use crate::domain::prediction::{DateBounds, Selection};
use crate::metrics::compute_metrics;
use crate::service::PredictionService;
use crate::time::calendar::IntoCalendarDate;
use crate::view::DashboardView;
use crate::warehouse::{PredictionSource, QueryError};
use chrono::NaiveDate;

/// Controller for one dashboard session. Each control has its own handler; every handler
/// refetches for the new selection and returns the full view.
pub struct Dashboard<'a, S> {
    service: &'a PredictionService<S>,
    symbols: Vec<String>,
    bounds: DateBounds,
    selection: Selection,
}

impl<'a, S: PredictionSource> Dashboard<'a, S> {
    /// Loads the symbol list and date bounds and picks the initial selection: the first symbol,
    /// from `default_start` (clamped into the table's range) to the latest date.
    pub async fn open(
        service: &'a PredictionService<S>,
        default_start: NaiveDate,
    ) -> anyhow::Result<Self> {
        let symbols: Vec<String> = service.list_known_symbols().await?.into_iter().collect();
        let bounds = service.date_bounds().await?.ok_or(QueryError::NoData)?;
        let symbol = symbols.first().cloned().ok_or(QueryError::NoData)?;

        let selection = initial_selection(symbol, &bounds, default_start);
        tracing::debug!(
            symbols = symbols.len(),
            min_date = %bounds.min_date,
            max_date = %bounds.max_date,
            ?selection,
            "dashboard opened"
        );

        Ok(Self {
            service,
            symbols,
            bounds,
            selection,
        })
    }

    pub fn symbols(&self) -> &[String] {
        &self.symbols
    }

    pub fn bounds(&self) -> DateBounds {
        self.bounds
    }

    pub fn selection(&self) -> &Selection {
        &self.selection
    }

    pub async fn render(&self) -> anyhow::Result<DashboardView> {
        let Selection {
            symbol,
            start_date,
            end_date,
        } = &self.selection;
        let rows = self
            .service
            .fetch_predictions(symbol, *start_date, *end_date)
            .await?;
        let metrics = compute_metrics(&rows);
        Ok(DashboardView::build(self.selection.clone(), rows, metrics))
    }

    pub async fn on_symbol_selected(&mut self, symbol: &str) -> anyhow::Result<DashboardView> {
        if symbol.trim().is_empty() {
            return Err(QueryError::EmptySymbol.into());
        }
        if !self.symbols.iter().any(|s| s == symbol) {
            return Err(QueryError::UnknownSymbol(symbol.to_string()).into());
        }
        self.selection.symbol = symbol.to_string();
        self.render().await
    }

    /// Dates outside the table's range are clamped to it, as a bounded date picker would.
    pub async fn on_date_range_changed(
        &mut self,
        start: impl IntoCalendarDate,
        end: impl IntoCalendarDate,
    ) -> anyhow::Result<DashboardView> {
        let start = start.into_calendar_date();
        let end = end.into_calendar_date();
        if start > end {
            return Err(QueryError::InvertedRange { start, end }.into());
        }
        self.selection.start_date = self.bounds.clamp(start);
        self.selection.end_date = self.bounds.clamp(end);
        self.render().await
    }
}

pub fn initial_selection(symbol: String, bounds: &DateBounds, default_start: NaiveDate) -> Selection {
    Selection {
        symbol,
        start_date: bounds.clamp(default_start),
        end_date: bounds.max_date,
    }
}
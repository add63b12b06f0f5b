use crate::config::WarehouseConfig;
use crate::domain::prediction::{
    DateBounds, PricePoint, COL_ACTUAL_CLOSE, COL_DATE, COL_PREDICTED_CLOSE, COL_SYMBOL,
};
use crate::warehouse::PredictionSource;
use anyhow::Context;
use chrono::NaiveDate;
use sqlx::postgres::{PgConnectOptions, PgPoolOptions};
use std::time::Duration;

const MAX_CONNECTIONS: u32 = 5;
const ACQUIRE_TIMEOUT_SECS: u64 = 30;

/// Opens the session pool. Called once at startup; the pool lives for the whole process.
pub async fn connect(cfg: &WarehouseConfig) -> anyhow::Result<sqlx::PgPool> {
    let opts = PgConnectOptions::new()
        .host(&cfg.account)
        .port(cfg.port)
        .username(&cfg.user)
        .password(&cfg.password)
        .database(&cfg.database)
        .application_name(&cfg.warehouse);

    PgPoolOptions::new()
        .max_connections(MAX_CONNECTIONS)
        .acquire_timeout(Duration::from_secs(ACQUIRE_TIMEOUT_SECS))
        .connect_with(opts)
        .await
        .with_context(|| {
            format!(
                "connect to warehouse failed (host={}, database={})",
                cfg.account, cfg.database
            )
        })
}

/// Schema-qualified table name with validated identifiers.
#[derive(Debug, Clone, PartialEq, Eq)]
pub struct TableRef {
    schema: String,
    table: String,
}

impl TableRef {
    pub fn new(schema: &str, table: &str) -> anyhow::Result<Self> {
        Ok(Self {
            schema: validate_ident(schema).context("invalid schema name")?,
            table: validate_ident(table).context("invalid table name")?,
        })
    }

    pub fn from_config(cfg: &WarehouseConfig) -> anyhow::Result<Self> {
        Self::new(&cfg.schema, &cfg.table)
    }

    pub fn qualified(&self) -> String {
        format!("{}.{}", quote_ident(&self.schema), quote_ident(&self.table))
    }
}

#[derive(Debug, Clone)]
pub struct PgWarehouse {
    pool: sqlx::PgPool,
    table: TableRef,
}

impl PgWarehouse {
    pub fn new(pool: sqlx::PgPool, table: TableRef) -> Self {
        Self { pool, table }
    }
}

#[async_trait::async_trait]
impl PredictionSource for PgWarehouse {
    fn source_name(&self) -> &'static str {
        "postgres"
    }

    async fn fetch_range(
        &self,
        symbol: &str,
        start: NaiveDate,
        end: NaiveDate,
    ) -> anyhow::Result<Vec<PricePoint>> {
        let sql = range_query(&self.table);
        let rows = sqlx::query_as::<_, (NaiveDate, String, Option<f64>, Option<f64>)>(&sql)
            .persistent(false)
            .bind(symbol)
            .bind(start)
            .bind(end)
            .fetch_all(&self.pool)
            .await
            .with_context(|| format!("select {} failed (symbol={symbol})", self.table.qualified()))?;

        let total = rows.len();
        let out: Vec<PricePoint> = rows
            .into_iter()
            .filter_map(|(date, symbol, actual_close, predicted_close)| {
                Some(PricePoint {
                    date,
                    symbol,
                    actual_close,
                    predicted_close: predicted_close?,
                })
            })
            .collect();

        if out.len() != total {
            tracing::warn!(
                %symbol,
                %start,
                %end,
                skipped = total - out.len(),
                "rows without a predicted close skipped"
            );
        }
        Ok(out)
    }

    async fn distinct_symbols(&self) -> anyhow::Result<Vec<String>> {
        let sql = symbols_query(&self.table);
        sqlx::query_scalar::<_, String>(&sql)
            .persistent(false)
            .fetch_all(&self.pool)
            .await
            .with_context(|| format!("select distinct symbols from {} failed", self.table.qualified()))
    }

    async fn date_extent(&self) -> anyhow::Result<Option<DateBounds>> {
        let sql = extent_query(&self.table);
        let (min_date, max_date) = sqlx::query_as::<_, (Option<NaiveDate>, Option<NaiveDate>)>(&sql)
            .persistent(false)
            .fetch_one(&self.pool)
            .await
            .with_context(|| format!("select date extent from {} failed", self.table.qualified()))?;

        Ok(match (min_date, max_date) {
            (Some(min_date), Some(max_date)) => Some(DateBounds { min_date, max_date }),
            _ => None,
        })
    }
}

fn range_query(table: &TableRef) -> String {
    format!(
        "SELECT {date}, {symbol}, {actual}::float8, {predicted}::float8 \
         FROM {table} \
         WHERE {symbol} = $1 AND {date} >= $2 AND {date} <= $3 \
         ORDER BY {date} ASC",
        date = quote_ident(COL_DATE),
        symbol = quote_ident(COL_SYMBOL),
        actual = quote_ident(COL_ACTUAL_CLOSE),
        predicted = quote_ident(COL_PREDICTED_CLOSE),
        table = table.qualified(),
    )
}

fn symbols_query(table: &TableRef) -> String {
    format!(
        "SELECT DISTINCT {symbol} FROM {table} WHERE {symbol} IS NOT NULL ORDER BY {symbol} ASC",
        symbol = quote_ident(COL_SYMBOL),
        table = table.qualified(),
    )
}

fn extent_query(table: &TableRef) -> String {
    format!(
        "SELECT MIN({date}), MAX({date}) FROM {table}",
        date = quote_ident(COL_DATE),
        table = table.qualified(),
    )
}

fn validate_ident(s: &str) -> anyhow::Result<String> {
    let t = s.trim();
    anyhow::ensure!(!t.is_empty(), "identifier must be non-empty");
    anyhow::ensure!(t.len() <= 63, "identifier longer than 63 bytes: {t}");
    let mut chars = t.chars();
    let first_ok = chars
        .next()
        .is_some_and(|c| c.is_ascii_alphabetic() || c == '_');
    anyhow::ensure!(
        first_ok && chars.all(|c| c.is_ascii_alphanumeric() || c == '_' || c == '$'),
        "identifier contains unsupported characters: {t}"
    );
    Ok(t.to_string())
}

// Identifiers are validated first, so there is never a quote to escape.
fn quote_ident(s: &str) -> String {
    format!("\"{s}\"")
}
use chrono::{DateTime, Duration, Utc};
use std::collections::HashMap;
use std::hash::Hash;

/// Key → value map where every entry expires `ttl` after it was stored.
///
/// Expired entries are dropped on lookup of their key and swept on every insert, so the map
/// never holds more than the entries stored within one `ttl`.
/// The `*_at` variants take the current time explicitly; the plain ones use `Utc::now()`.
#[derive(Debug)]
pub struct TtlCache<K, V> {
    ttl: Duration,
    entries: tokio::sync::Mutex<HashMap<K, CachedValue<V>>>,
}

#[derive(Debug, Clone)]
struct CachedValue<V> {
    value: V,
    expires_at: DateTime<Utc>,
}

impl<K, V> TtlCache<K, V>
where
    K: Eq + Hash,
    V: Clone,
{
    pub fn new(ttl: Duration) -> Self {
        Self {
            ttl,
            entries: tokio::sync::Mutex::new(HashMap::new()),
        }
    }

    pub async fn get(&self, key: &K) -> Option<V> {
        self.get_at(key, Utc::now()).await
    }

    pub async fn get_at(&self, key: &K, now: DateTime<Utc>) -> Option<V> {
        let mut guard = self.entries.lock().await;
        match guard.get(key) {
            Some(cached) if now < cached.expires_at => Some(cached.value.clone()),
            Some(_) => {
                guard.remove(key);
                None
            }
            None => None,
        }
    }

    pub async fn insert(&self, key: K, value: V) {
        self.insert_at(key, value, Utc::now()).await
    }

    /// Stores `value` and drops every entry already expired at `now`.
    pub async fn insert_at(&self, key: K, value: V, now: DateTime<Utc>) {
        let expires_at = now + self.ttl;
        let mut guard = self.entries.lock().await;
        guard.retain(|_, cached| now < cached.expires_at);
        guard.insert(key, CachedValue { value, expires_at });
    }

    pub async fn clear(&self) {
        self.entries.lock().await.clear();
    }

    /// Entry count, including expired entries not yet swept.
    pub async fn len(&self) -> usize {
        self.entries.lock().await.len()
    }
}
==================================================
Work order :: What lines of the listing contain the word "NaiveDate"? Copy them all.

Response to this exercise ::
use chrono::NaiveDate;
        default_start: NaiveDate,
pub fn initial_selection(symbol: String, bounds: &DateBounds, default_start: NaiveDate) -> Selection {
use chrono::NaiveDate;
        start: NaiveDate,
        end: NaiveDate,
        let rows = sqlx::query_as::<_, (NaiveDate, String, Option<f64>, Option<f64>)>(&sql)
        let (min_date, max_date) = sqlx::query_as::<_, (Option<NaiveDate>, Option<NaiveDate>)>(&sql)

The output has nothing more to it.